While most of the more than 20,000 people or so who showed up yesterday at Rajamangala National Stadium to express their support for the government and Thaksin donned red, not all were wearing red from the outset.
A 30-something woman from Bangkok's Din Daeng district wore white, only to change once she arrived at the rally site at around 1pm.
"There're a lot of PAD supporters around my neighbourhood," the woman, who asked not to be named, told other rally-goers. "I like my neighbours, but on politics we don't see eye to eye."
A large privately owned parking lot behind the stadium was closed, with the security guard saying the owner feared there might be trouble.

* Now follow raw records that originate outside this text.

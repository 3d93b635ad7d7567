// /////////////////////////////////////////////////////////////////////////////
// CDC Relay
// Copyright (c) 2025 Michael Gardner, A Bit of Help, Inc.
// SPDX-License-Identifier: BSD-3-Clause
// See LICENSE file in the project root.
// /////////////////////////////////////////////////////////////////////////////

//! # Schema Registry
//!
//! In-memory map from `(keyspace, table)` to the active [`SchemaVersion`],
//! with the compatibility gate the dispatcher consults before dispatching
//! events for a table.
//!
//! ## Concurrency
//!
//! The registry is copy-on-write: readers clone an `Arc` to the current
//! snapshot and never block writers; writers build a new map and publish it
//! atomically. Validation and dispatch run on the hot path for every event,
//! while registrations are rare (schema changes), so the asymmetry pays for
//! itself.
//!
//! ## Pausing
//!
//! A table whose active version is classified incompatible is *paused*: no
//! further events for it are dispatched (they dead-letter with
//! `error_type = "schema_incompatibility"`) until a fully-compatible
//! version is registered. Other tables continue unaffected.

use std::collections::HashMap;
use std::sync::Arc;

use parking_lot::RwLock;
use tracing::{info, warn};

use cdc_relay_domain::{Compatibility, PipelineError, SchemaVersion};
use cdc_relay_domain::entities::schema_version::ColumnDef;

type TableKey = (String, String);

#[derive(Clone)]
struct TableState {
    version: Arc<SchemaVersion>,
    compatibility: Compatibility,
}

/// Copy-on-write registry of active schema versions.
pub struct SchemaRegistry {
    tables: RwLock<Arc<HashMap<TableKey, TableState>>>,
}

impl SchemaRegistry {
    /// Creates an empty registry (every table starts in discovery mode).
    pub fn new() -> Self {
        Self {
            tables: RwLock::new(Arc::new(HashMap::new())),
        }
    }

    /// Installs a schema version and returns its compatibility.
    ///
    /// When two snapshots arrive with the same version number the
    /// later-registered one wins; the collision is logged. The table's
    /// compatibility state always follows the most recently registered
    /// version, so registering a fully-compatible successor un-pauses a
    /// paused table.
    pub fn register(&self, schema: SchemaVersion) -> Compatibility {
        let key = (schema.keyspace.clone(), schema.table_name.clone());
        let compatibility = schema.compatibility();

        let mut guard = self.tables.write();
        let mut tables: HashMap<TableKey, TableState> = (**guard).clone();

        if let Some(existing) = tables.get(&key) {
            if existing.version.version_number == schema.version_number {
                warn!(
                    keyspace = %schema.keyspace,
                    table = %schema.table_name,
                    version = schema.version_number,
                    "Schema version collision, later registration wins"
                );
            } else if existing.version.version_number > schema.version_number {
                warn!(
                    keyspace = %schema.keyspace,
                    table = %schema.table_name,
                    existing = existing.version.version_number,
                    incoming = schema.version_number,
                    "Out-of-order schema registration, later registration wins"
                );
            }
        }

        info!(
            keyspace = %schema.keyspace,
            table = %schema.table_name,
            version = schema.version_number,
            compatibility = ?compatibility,
            "Schema registered"
        );

        tables.insert(
            key,
            TableState {
                version: Arc::new(schema),
                compatibility,
            },
        );
        *guard = Arc::new(tables);

        compatibility
    }

    /// Active version for a table, or `None` in discovery mode.
    pub fn lookup(&self, keyspace: &str, table_name: &str) -> Option<Arc<SchemaVersion>> {
        let snapshot = Arc::clone(&self.tables.read());
        snapshot
            .get(&(keyspace.to_string(), table_name.to_string()))
            .map(|state| Arc::clone(&state.version))
    }

    /// Compatibility state of a table's active version.
    pub fn compatibility(&self, keyspace: &str, table_name: &str) -> Option<Compatibility> {
        let snapshot = Arc::clone(&self.tables.read());
        snapshot
            .get(&(keyspace.to_string(), table_name.to_string()))
            .map(|state| state.compatibility)
    }

    /// True when the table is paused by an incompatible active version.
    pub fn is_paused(&self, keyspace: &str, table_name: &str) -> bool {
        matches!(
            self.compatibility(keyspace, table_name),
            Some(Compatibility::Incompatible)
        )
    }

    /// Evolves a table to a new column set, registering either the initial
    /// version or the successor of the current one. Returns the new
    /// version's compatibility.
    pub fn evolve(
        &self,
        keyspace: &str,
        table_name: &str,
        columns: Vec<ColumnDef>,
        partition_keys: Vec<String>,
        clustering_keys: Vec<String>,
    ) -> Result<Compatibility, PipelineError> {
        let next = match self.lookup(keyspace, table_name) {
            Some(current) => current.evolve(columns, partition_keys, clustering_keys)?,
            None => SchemaVersion::initial(
                table_name,
                keyspace,
                columns,
                partition_keys,
                clustering_keys,
            )?,
        };
        Ok(self.register(next))
    }
}

impl Default for SchemaRegistry {
    fn default() -> Self {
        Self::new()
    }
}

#[cfg(test)]
mod tests {
    use super::*;

    fn schema(version_source_type: &str) -> Vec<ColumnDef> {
        vec![
            ColumnDef::partition("id", "int"),
            ColumnDef::regular("v", version_source_type),
        ]
    }

    #[test]
    fn test_lookup_empty_registry() {
        let registry = SchemaRegistry::new();
        assert!(registry.lookup("ecommerce", "users").is_none());
        assert!(!registry.is_paused("ecommerce", "users"));
    }

    #[test]
    fn test_register_and_lookup() {
        let registry = SchemaRegistry::new();
        let compatibility = registry
            .evolve("ecommerce", "users", schema("text"), vec!["id".to_string()], vec![])
            .unwrap();
        assert_eq!(compatibility, Compatibility::Compatible);

        let active = registry.lookup("ecommerce", "users").unwrap();
        assert_eq!(active.version_number, 1);
    }

    #[test]
    fn test_lookup_returns_most_recent() {
        let registry = SchemaRegistry::new();
        registry
            .evolve("ecommerce", "users", schema("text"), vec!["id".to_string()], vec![])
            .unwrap();
        registry
            .evolve("ecommerce", "users", schema("varchar"), vec!["id".to_string()], vec![])
            .unwrap();

        let active = registry.lookup("ecommerce", "users").unwrap();
        assert_eq!(active.version_number, 2);
        assert_eq!(active.columns["v"].source_type, "varchar");
    }

    #[test]
    fn test_incompatible_version_pauses_table() {
        let registry = SchemaRegistry::new();
        registry
            .evolve("ecommerce", "users", schema("text"), vec!["id".to_string()], vec![])
            .unwrap();
        let compatibility = registry
            .evolve("ecommerce", "users", schema("int"), vec!["id".to_string()], vec![])
            .unwrap();

        assert_eq!(compatibility, Compatibility::Incompatible);
        assert!(registry.is_paused("ecommerce", "users"));
        // Other tables are unaffected.
        assert!(!registry.is_paused("ecommerce", "sessions"));
    }

    #[test]
    fn test_compatible_successor_unpauses_table() {
        let registry = SchemaRegistry::new();
        registry
            .evolve("ecommerce", "users", schema("text"), vec!["id".to_string()], vec![])
            .unwrap();
        registry
            .evolve("ecommerce", "users", schema("int"), vec!["id".to_string()], vec![])
            .unwrap();
        assert!(registry.is_paused("ecommerce", "users"));

        // v3 widens int -> bigint: fully compatible, table resumes.
        registry
            .evolve("ecommerce", "users", schema("bigint"), vec!["id".to_string()], vec![])
            .unwrap();
        assert!(!registry.is_paused("ecommerce", "users"));
    }

    #[test]
    fn test_same_version_number_later_wins() {
        let registry = SchemaRegistry::new();
        let first = SchemaVersion::initial(
            "users",
            "ecommerce",
            schema("text"),
            vec!["id".to_string()],
            vec![],
        )
        .unwrap();
        let second = SchemaVersion::initial(
            "users",
            "ecommerce",
            schema("varchar"),
            vec!["id".to_string()],
            vec![],
        )
        .unwrap();

        registry.register(first);
        registry.register(second);

        let active = registry.lookup("ecommerce", "users").unwrap();
        assert_eq!(active.version_number, 1);
        assert_eq!(active.columns["v"].source_type, "varchar");
    }

    #[test]
    fn test_concurrent_readers_see_snapshots() {
        let registry = Arc::new(SchemaRegistry::new());
        registry
            .evolve("ecommerce", "users", schema("text"), vec!["id".to_string()], vec![])
            .unwrap();

        let reader = Arc::clone(&registry);
        let handle = std::thread::spawn(move || {
            for _ in 0..1000 {
                let _ = reader.lookup("ecommerce", "users");
            }
        });

        for _ in 0..50 {
            registry
                .evolve("ecommerce", "users", schema("varchar"), vec!["id".to_string()], vec![])
                .unwrap();
        }
        handle.join().unwrap();
    }
}
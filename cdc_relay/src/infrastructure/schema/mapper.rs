// /////////////////////////////////////////////////////////////////////////////
// CDC Relay
// Copyright (c) 2025 Michael Gardner, A Bit of Help, Inc.
// SPDX-License-Identifier: BSD-3-Clause
// See LICENSE file in the project root.
// /////////////////////////////////////////////////////////////////////////////

//! # Destination Type Mapper
//!
//! Maps source column types to each destination family's native types, and
//! decides which schema changes can be applied to a destination table
//! automatically. The automatic-application decision reuses the same
//! widening table as the compatibility classifier
//! (`cdc_relay_domain::entities::schema_version::TYPE_WIDENINGS`), so the
//! two can never drift apart.

use indexmap::IndexMap;

use cdc_relay_domain::entities::schema_version::is_widening;
use cdc_relay_domain::{Destination, SchemaChange, SchemaVersion};

/// Fallback destination type when a source type is unknown.
const RELATIONAL_FALLBACK: &str = "text";
const COLUMNAR_FALLBACK: &str = "String";

/// Maps one source type to the destination's native type.
pub fn map_type(destination: Destination, source_type: &str) -> &'static str {
    match destination {
        Destination::Relational | Destination::Timeseries => {
            relational_type(source_type)
        }
        Destination::Columnar => columnar_type(source_type),
    }
}

fn relational_type(source_type: &str) -> &'static str {
    match source_type.to_ascii_lowercase().as_str() {
        "uuid" => "uuid",
        "text" => "text",
        "varchar" => "varchar",
        "int" => "integer",
        "bigint" => "bigint",
        "timestamp" => "timestamptz",
        "decimal" => "numeric",
        "double" => "double precision",
        "float" => "real",
        "boolean" => "boolean",
        _ => RELATIONAL_FALLBACK,
    }
}

fn columnar_type(source_type: &str) -> &'static str {
    match source_type.to_ascii_lowercase().as_str() {
        "uuid" => "UUID",
        "text" | "varchar" => "String",
        "int" => "Int32",
        "bigint" => "Int64",
        "timestamp" => "DateTime64(3)",
        "decimal" => "Decimal(38, 10)",
        "double" => "Float64",
        "float" => "Float32",
        "boolean" => "UInt8",
        _ => COLUMNAR_FALLBACK,
    }
}

/// True when a schema change can be applied to a destination table without
/// operator intervention: adds and drops always, type alters only for the
/// widening set.
pub fn can_apply_automatically(change: &SchemaChange) -> bool {
    match change {
        SchemaChange::AddColumn { .. } | SchemaChange::DropColumn { .. } => true,
        SchemaChange::AlterType {
            old_type, new_type, ..
        } => is_widening(old_type, new_type),
    }
}

/// Column-name to destination-type mapping for a schema snapshot, with one
/// change applied on top. Mirrors what a destination-side DDL reconciler
/// would compute before altering its table.
pub fn mapped_columns_after(
    schema: &SchemaVersion,
    change: &SchemaChange,
    destination: Destination,
) -> IndexMap<String, &'static str> {
    let mut mapped: IndexMap<String, &'static str> = schema
        .columns
        .iter()
        .map(|(name, column)| (name.clone(), map_type(destination, &column.source_type)))
        .collect();

    match change {
        SchemaChange::AddColumn {
            column_name,
            new_type,
        } => {
            mapped.insert(column_name.clone(), map_type(destination, new_type));
        }
        SchemaChange::DropColumn { column_name, .. } => {
            mapped.shift_remove(column_name);
        }
        SchemaChange::AlterType {
            column_name,
            new_type,
            ..
        } => {
            mapped.insert(column_name.clone(), map_type(destination, new_type));
        }
    }

    mapped
}
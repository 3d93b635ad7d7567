// /////////////////////////////////////////////////////////////////////////////
// CDC Relay
// Copyright (c) 2025 Michael Gardner, A Bit of Help, Inc.
// SPDX-License-Identifier: BSD-3-Clause
// See LICENSE file in the project root.
// /////////////////////////////////////////////////////////////////////////////

//! # Transactional SQL Sink
//!
//! Destination writer for transactional SQL warehouses. Exactly-once comes
//! from two pieces working together:
//!
//! - `write_batch` executes idempotent upserts keyed on the event's
//!   partition plus clustering columns inside an open transaction;
//! - `commit_offsets` upserts the replay positions into `cdc_offsets`
//!   within the *same* transaction and commits it, making data and offsets
//!   jointly atomic.
//!
//! A crash between the two calls rolls the data back with the uncommitted
//! transaction; a replay after a committed batch hits the upsert conflict
//! path and changes nothing.
//!
//! The bundled implementation runs on SQLite, which exercises the identical
//! transaction discipline production warehouse drivers implement behind the
//! same [`EventSink`] contract. The time-series sink composes this type
//! rather than subclassing it (see `timeseries.rs`).

use std::sync::atomic::{AtomicBool, Ordering};
use std::time::Instant;

use async_trait::async_trait;
use sqlx::{Sqlite, SqlitePool, Transaction};
use tokio::sync::{Mutex, OnceCell};
use tracing::{debug, info, warn};

use cdc_relay_domain::{
    ChangeEvent, Destination, EventSink, PipelineError, ReplicationOffset, SinkCounters,
    SinkHealth, SinkStats,
};

use crate::infrastructure::sinks::sql;

/// Sink for transactional SQL destinations.
pub struct TransactionalSqlSink {
    destination: Destination,
    database_url: String,
    pool_size: u32,
    pool: OnceCell<SqlitePool>,
    open_tx: Mutex<Option<Transaction<'static, Sqlite>>>,
    counters: SinkCounters,
    connected: AtomicBool,
}

impl TransactionalSqlSink {
    /// Creates a sink for the relational warehouse family.
    pub fn relational(database_url: impl Into<String>, pool_size: u32) -> Self {
        Self::new(Destination::Relational, database_url, pool_size)
    }

    /// Creates a sink with an explicit destination tag. Used by the
    /// time-series sink, which shares the transactional write path.
    pub(crate) fn new(
        destination: Destination,
        database_url: impl Into<String>,
        pool_size: u32,
    ) -> Self {
        Self {
            destination,
            database_url: database_url.into(),
            pool_size,
            pool: OnceCell::new(),
            open_tx: Mutex::new(None),
            counters: SinkCounters::new(),
            connected: AtomicBool::new(false),
        }
    }

    /// Connected pool, or a sink error when `connect` has not run.
    pub(crate) fn pool(&self) -> Result<&SqlitePool, PipelineError> {
        self.pool
            .get()
            .filter(|_| self.connected.load(Ordering::SeqCst))
            .ok_or_else(|| {
                PipelineError::sink_error(format!("{} sink is not connected", self.destination))
            })
    }
}

#[async_trait]
impl EventSink for TransactionalSqlSink {
    fn destination(&self) -> Destination {
        self.destination
    }

    async fn connect(&self) -> Result<(), PipelineError> {
        let pool = self
            .pool
            .get_or_try_init(|| sql::connect_pool(&self.database_url, self.pool_size))
            .await?;
        sql::ensure_offsets_table(pool).await?;
        self.connected.store(true, Ordering::SeqCst);
        info!(destination = %self.destination, "Connected to SQL destination");
        Ok(())
    }

    async fn disconnect(&self) -> Result<(), PipelineError> {
        // Dropping an open transaction rolls it back.
        self.open_tx.lock().await.take();
        if let Some(pool) = self.pool.get() {
            pool.close().await;
        }
        self.connected.store(false, Ordering::SeqCst);
        info!(destination = %self.destination, "Disconnected from SQL destination");
        Ok(())
    }

    async fn write_batch(&self, events: &[ChangeEvent]) -> Result<usize, PipelineError> {
        if events.is_empty() {
            return Ok(0);
        }
        let pool = self.pool()?;

        let mut guard = self.open_tx.lock().await;
        if guard.take().is_some() {
            // A previous attempt failed between write and commit; its
            // transaction rolls back here and the batch is rewritten.
            warn!(destination = %self.destination, "Discarding stale open transaction");
        }

        let mut tx = pool
            .begin()
            .await
            .map_err(|e| PipelineError::sink_error(format!("begin: {e}")))?;

        for event in events {
            if let Err(error) = sql::upsert_event(&mut tx, event).await {
                self.counters.record_error();
                return Err(error);
            }
        }

        *guard = Some(tx);
        self.counters.record_written(events.len() as u64);
        debug!(destination = %self.destination, count = events.len(), "Wrote batch (uncommitted)");
        Ok(events.len())
    }

    async fn commit_offsets(&self, offsets: &[ReplicationOffset]) -> Result<(), PipelineError> {
        let mut guard = self.open_tx.lock().await;

        match guard.take() {
            Some(mut tx) => {
                for offset in offsets {
                    if let Err(error) = sql::upsert_offset(&mut tx, offset).await {
                        self.counters.record_error();
                        return Err(error);
                    }
                }
                tx.commit()
                    .await
                    .map_err(|e| {
                        self.counters.record_error();
                        PipelineError::sink_error(format!("commit: {e}"))
                    })?;
            }
            None => {
                // No data was written for this batch (e.g., every event was
                // filtered); offsets still advance, autocommitted.
                let pool = self.pool()?;
                let mut conn = pool
                    .acquire()
                    .await
                    .map_err(|e| PipelineError::sink_error(format!("acquire: {e}")))?;
                for offset in offsets {
                    sql::upsert_offset(&mut conn, offset).await?;
                }
            }
        }

        debug!(destination = %self.destination, count = offsets.len(), "Committed offsets");
        Ok(())
    }

    async fn latest_offset(
        &self,
        table_name: &str,
        keyspace: &str,
    ) -> Result<Option<ReplicationOffset>, PipelineError> {
        sql::read_latest_offset(self.pool()?, table_name, keyspace, self.destination).await
    }

    async fn health_check(&self) -> SinkHealth {
        let started = Instant::now();
        match self.pool() {
            Ok(pool) => match sql::ping(pool).await {
                Ok(()) => SinkHealth::up(started.elapsed()),
                Err(error) => {
                    warn!(destination = %self.destination, error = %error, "Health check failed");
                    SinkHealth::down(started.elapsed())
                }
            },
            Err(_) => SinkHealth::down(started.elapsed()),
        }
    }

    fn stats(&self) -> SinkStats {
        self.counters.snapshot()
    }
}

In the rally vicinity, yellow shirts, the colour used by the PAD, which has occupied Government House for more than two months now, are conspicuously absent, and some convenience-store customers made jokes with counter staff, calling them PAD supporters.
Some other red-clad rally-goers complained that the taxi-driver who took them to the site refused to drive all the way to the stadium's entrance and must be a PAD supporter.
Inside the stadium, all kinds of pro-government, pro-Thaksin, anti-coup and anti-PAD paraphernalia were for sale. Foot-clappers, the pro-government group's answer to PAD hand-clappers, were offered in different sizes and designs.
There were also red T-shirts with messages ranging from support for Thaksin, opposition to the coup and praise for |HRH Princess Maha Chakri Sirindhorn.
Many photographs of Thaksin in various postures and costumes, videos of Thaksin's speech at a past political rally and a big banner where rally-goers could write a message to Thaksin were conspicuous.
Books criticising the PAD and the Supreme Court's role were also on sale.
"Compilation of PAD Bad Deeds" was one title.
And for those not having had enough of Thaksin, despite the fact that he was due to tele-address the crowd later in the evening, a Thaksin supporter was wearing a Thaksin paper mask to greet and shake hands with supporters.
"Democracy doesn't belong to one single group. Others have hearts too," said a voice from a loud speaker, welcoming rally-goers as a stream of red-wearing people continued to stream into the rally site.